Благородный рыцарь задрал лицо к луне и втягивал воздух подобно охотничьему псу, правда, тоже благородных кровей, дергал носом, наконец пробормотал недоумевающе:
— Что-то кровяной колбасой с чесноком пахнет. Как будто караван рахдонитов на привале.
— А почему и нет?
Томас пренебрежительно фыркнул:
— Так рахдониты ж все — иудеи! Скупают всякую дрянь, а потом перепродают где-то в глубинах Востока.
Олег посоветовал:
— А ты присмотрись, присмотрись.
Тучи сползли с мертвой бледной как смерть луны. Призрачный свет залил
мир светящейся дрянью, резче выступили скалы. Томас хмурился, стискивал зубы. Здоровенные черти, толстые и неуклюжие, с кожаными крыльями за спиной, другие черти помельче, но у всех, теперь глаза притерпелись и видят все мелочи — вислые носы, толстые губы, пейсы...

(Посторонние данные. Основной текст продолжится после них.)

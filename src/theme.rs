//! Screen and print palettes.
//!
//! The screen palette is the dark infographic look; the print palette is
//! its light variant. Browsers print black-on-white and skip background
//! fills, so the print palette keeps everything in dark inks and drops
//! the decorative colors.

use ratzilla::ratatui::style::Color;

#[derive(Clone, Copy, Debug, PartialEq)]
pub enum Theme {
    Screen,
    Print,
}

/// Named color roles used across the render layer.
#[derive(Clone, Copy, Debug)]
pub struct Palette {
    /// Headline/branding accent.
    pub accent: Color,
    /// Secondary accent (card icons, odd chart bars).
    pub secondary: Color,
    pub text: Color,
    pub dim: Color,
    pub border: Color,
    /// Salary figures.
    pub money: Color,
    /// Classroom-link highlights.
    pub link: Color,
    pub error: Color,
    pub bar_even: Color,
    pub bar_odd: Color,
    pub skeleton_dim: Color,
    pub skeleton_bright: Color,
}

pub fn palette(theme: Theme) -> Palette {
    match theme {
        Theme::Screen => Palette {
            accent: Color::Cyan,
            secondary: Color::LightMagenta,
            text: Color::White,
            dim: Color::DarkGray,
            border: Color::DarkGray,
            money: Color::Green,
            link: Color::Yellow,
            error: Color::LightRed,
            bar_even: Color::Cyan,
            bar_odd: Color::LightMagenta,
            skeleton_dim: Color::DarkGray,
            skeleton_bright: Color::Gray,
        },
        Theme::Print => Palette {
            accent: Color::Black,
            secondary: Color::DarkGray,
            text: Color::Black,
            dim: Color::DarkGray,
            border: Color::Gray,
            money: Color::Black,
            link: Color::Black,
            error: Color::Black,
            bar_even: Color::Black,
            bar_odd: Color::DarkGray,
            skeleton_dim: Color::Gray,
            skeleton_bright: Color::Gray,
        },
    }
}
//! Application session state: the committed topic, the fetch lifecycle,
//! and the print latch.
//!
//! All transitions are synchronous methods on [`AppState`] so the whole
//! lifecycle is testable without a browser. The async part (actually
//! calling the generation client) lives in `main.rs`, which feeds results
//! back through [`AppState::apply_success`] / [`AppState::apply_error`]
//! with the request token it was handed at [`AppState::begin_fetch`] time.

use crate::gemini::GenerateError;
use crate::model::InfographicData;
use crate::time::PulseClock;

/// Topic fetched automatically on first load.
pub const DEFAULT_TOPIC: &str = "Electromagnetism";

/// The fixed suggestion chips under the search box.
pub const SUGGESTED_TOPICS: [&str; 6] = [
    "Electromagnetism",
    "Thermodynamics",
    "Quantum Mechanics",
    "Fluid Dynamics",
    "Optics & Light",
    "Nuclear Physics",
];

// ── Action IDs (registered as click targets during rendering) ──────────

pub const SUBMIT_SEARCH: u16 = 1;
pub const RETRY_FETCH: u16 = 2;
pub const PRINT_INFOGRAPHIC: u16 = 3;
/// Suggestion chip `i` is `SUGGESTION_BASE + i`.
pub const SUGGESTION_BASE: u16 = 10;

/// Which render branch is active. Exactly one value at any time.
#[derive(Clone, Copy, Debug, PartialEq)]
pub enum LoadingState {
    Idle,
    Loading,
    Success,
    Error,
}

/// What the error panel shows. `kind` is the stable log label.
#[derive(Clone, Debug, PartialEq)]
pub struct ErrorNotice {
    pub kind: &'static str,
    pub message: String,
}

/// Two-frame print latch. `window.print()` must fire only after a frame
/// has been rendered with the print palette, so the request passes
/// through `Requested` (render print palette) and `Armed` (render again,
/// then fire) before resetting.
#[derive(Clone, Copy, Debug, PartialEq)]
enum PrintLatch {
    Idle,
    Requested,
    Armed,
}

pub struct AppState {
    /// The committed topic — what retry re-fetches. Independent of `input`.
    pub topic: String,
    /// The search-box text as typed.
    pub input: String,
    pub status: LoadingState,
    /// Present only when `status == Success`.
    pub data: Option<InfographicData>,
    /// Meaningful only when `status == Error`.
    pub error: Option<ErrorNotice>,
    pub pulse: PulseClock,
    latest_token: u64,
    print: PrintLatch,
}

impl AppState {
    pub fn new() -> Self {
        Self {
            topic: DEFAULT_TOPIC.to_string(),
            input: String::new(),
            status: LoadingState::Idle,
            data: None,
            error: None,
            pulse: PulseClock::new(),
            latest_token: 0,
            print: PrintLatch::Idle,
        }
    }

    /// Start a fetch: commit the topic, clear the error, move to Loading,
    /// and hand out the token the completion must present.
    pub fn begin_fetch(&mut self, topic: &str) -> u64 {
        self.topic = topic.to_string();
        self.status = LoadingState::Loading;
        self.error = None;
        self.latest_token += 1;
        self.latest_token
    }

    /// Apply a successful completion. Stale tokens mutate nothing: only
    /// the most recently initiated request may win.
    pub fn apply_success(&mut self, token: u64, data: InfographicData) {
        if token != self.latest_token {
            log::debug!(
                "dropping stale success (token {} < {})",
                token,
                self.latest_token
            );
            return;
        }
        self.data = Some(data);
        self.status = LoadingState::Success;
    }

    /// Apply a failed completion. Stale tokens mutate nothing.
    pub fn apply_error(&mut self, token: u64, error: &GenerateError) {
        if token != self.latest_token {
            log::debug!(
                "dropping stale error (token {} < {}): {}",
                token,
                self.latest_token,
                error.kind()
            );
            return;
        }
        log::error!("generation failed [{}]: {}", error.kind(), error);
        self.error = Some(ErrorNotice {
            kind: error.kind(),
            message: error.user_message(),
        });
        self.status = LoadingState::Error;
    }

    /// Submit the search box. Returns the topic to fetch, or `None` when
    /// the trimmed input is empty (in which case nothing changed).
    pub fn submit(&mut self) -> Option<String> {
        let trimmed = self.input.trim();
        if trimmed.is_empty() {
            return None;
        }
        Some(trimmed.to_string())
    }

    /// A suggestion chip overwrites the visible search-box text and yields
    /// the topic to fetch (which `begin_fetch` then commits).
    pub fn choose_suggestion(&mut self, index: usize) -> Option<String> {
        let topic = SUGGESTED_TOPICS.get(index)?;
        self.input = topic.to_string();
        Some(topic.to_string())
    }

    /// Retry re-fetches the last committed topic, not the box text.
    pub fn retry_topic(&self) -> String {
        self.topic.clone()
    }

    // ── print latch ────────────────────────────────────────────────

    pub fn request_print(&mut self) {
        self.print = PrintLatch::Requested;
    }

    /// True while frames should use the print palette.
    pub fn print_palette_active(&self) -> bool {
        self.print != PrintLatch::Idle
    }

    /// Advance the latch one frame. Returns true on the frame the print
    /// dialog should actually be opened; the latch then resets.
    pub fn advance_print(&mut self) -> bool {
        match self.print {
            PrintLatch::Idle => false,
            PrintLatch::Requested => {
                self.print = PrintLatch::Armed;
                false
            }
            PrintLatch::Armed => {
                self.print = PrintLatch::Idle;
                true
            }
        }
    }
}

— И здесь иудеи, — сказал Томас с отвращением. — А кого ж они там в котлах, а? Уже и не орут, охрипли... Глотки посрывали.
— Крестоносцы, — невинно сказал Олег, но видя, как рыцарь вскипел и начал нащупывать рукоять меча, ухватил за локоть. — Постой! Не только, конечно. Всякий там народ, разный. А сперва только своих сажали... ты позаглядывай в котлы, которые тут с самого начала! Одни иудеи.
Томас зашипел как змей:
— Издеваешься?
— Клянусь, — ответил Олег. Томас по тону понял, что на этот раз калика не врет.
— Ну тогда ладно, — проворчал он, все еще не остыв. — Если своих, то... пусть чуточку и наших... которые преступили законы рыцарства и чести. Правда, не понимаю: у них же свой должен быть ад! Иудейский! Какого черта они и в нашем аду, христианском?